ウォーミングアップも済ませたし、あとは死なない程度に闘うだけだ。
「はい、話をしたら快く頷いてくれました!」
「へぇ、一体誰がーーーー」
「ふ、ここに来れば貴様と殺し合えると聞いてな」
魔王が如き覇気。
黒を基調とした鎧を纏った、騎士王の暗黒面。
獰猛に嗤いながら剣を構える黒トリアがそこにいた。
「ではーーー行くぞ」
「ちょ……!?」
ボコボコにされた。
◆◆◆◆◆◆◆◆
「……なんでこんなことしてるんだろうなー!俺!」
「うん、普段の君にしてはらしくないと言っても過言ではないね!」
対サーヴァント訓練を終え、ロマンに治療をして貰いながら叫ぶ。
あの後、俺の悲鳴で集まった血の気の多いサーヴァント達全員と手合わせする事になった。
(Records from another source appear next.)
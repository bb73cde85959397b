use std::sync::Arc;
use std::time::Duration;
use tokio::time::interval;
use tracing::{info, instrument};

use super::store::SessionStore;

/// Starts the background task that periodically removes expired sessions
///
/// Lazy expiry on read is the correctness guarantee; this sweep only keeps
/// the map from accumulating entries nobody will read again.
#[instrument(skip(sessions))]
pub async fn start_session_sweep_task(sessions: Arc<SessionStore>, sweep_interval: Duration) {
    info!(
        sweep_interval_secs = sweep_interval.as_secs(),
        "Starting session sweep background task"
    );

    let mut sweep_interval = interval(sweep_interval);

    loop {
        sweep_interval.tick().await;

        let removed = sessions.sweep_expired().await;
        info!(
            removed_sessions = removed,
            remaining_sessions = sessions.session_count(),
            "Session sweep completed"
        );
    }
}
手加減されているとはいえ、ただのカルデア職員には荷が重すぎたようだ。
いや本当、ヘラクレスが出張ってきた時とか死ぬかと思った。
「……で、本当に良いのかい?」
「ああ、これ以降の英霊召喚は全部藤丸に回してくれ」
ロマンに会いに来たのはそれを伝える為だ。
「一応、理由を聞いても良いかな?」
「特異点を攻略する中でサーヴァントを召喚する機会は何度かあった。数名契約することは出来たし、俺個人の戦力としてはもう十分だろ」
半分本当で半分嘘だ。
戦力は多いに越したことは無いが、カルデアの召喚術式はランダム仕様だ。
万が一にも妙なサーヴァントを引くのが怖いので召喚する気が起きないと言うのはある。
「藤丸の方がサーヴァントと関係を築くのは向いてるからな。無理に俺が召喚する必要もないだろ」
「……わかった。立香くんにも伝えておこう」
「悪いな、頼む。あいつが強くなるのは良い事だ」
俺の言葉にロマンの表情が曇る。
何かおかしな事を言っただろうか。
「君にはまだ謝っていなかったね。 ……君達だけにレイシフトなんていう重荷を背負わせてすまない」
ロマンが頭を下げるのを黙って見る。
思うところがないと言えば嘘になる。
が、俺と言うカルデア職員が爆破されると言う運命に逆らった瞬間から、こうなる事は予想できたのだ。
「気にすんなよ、仕方のないことだろ。 そんなことよか、次の特異点が見つかったんだろ?」
「……ああ、次の特異点を発見した」
「そうか、まあそろそろだとは思ってたよ。 休みももう終わりかと思うと悲しいな」
椅子から立ち上がり、出口に向かう。
次の特異点はロンドンだったはずだ。ある程度のプランを考えてあるとはいえ、自室に戻ってもう一度見直す必要があるだろう。
「……ヒズミくん。 君はーーー」
「ん? なんか言ったか、ロマン」
足を止め振り返る。
呑気なはずのカルデアの医療スタッフは、一瞬だけ罪悪感に満ちた表情で目を逸らし、すぐに笑顔で取り繕った。
「いや、なんでもないよ。 作戦は明日からだ。しっかり体を休めてくれ」
「……ああ、じゃあな」
無機質に扉が開閉し、足音が遠ざかっていくのを感じながら、ロマンは再び呟いた。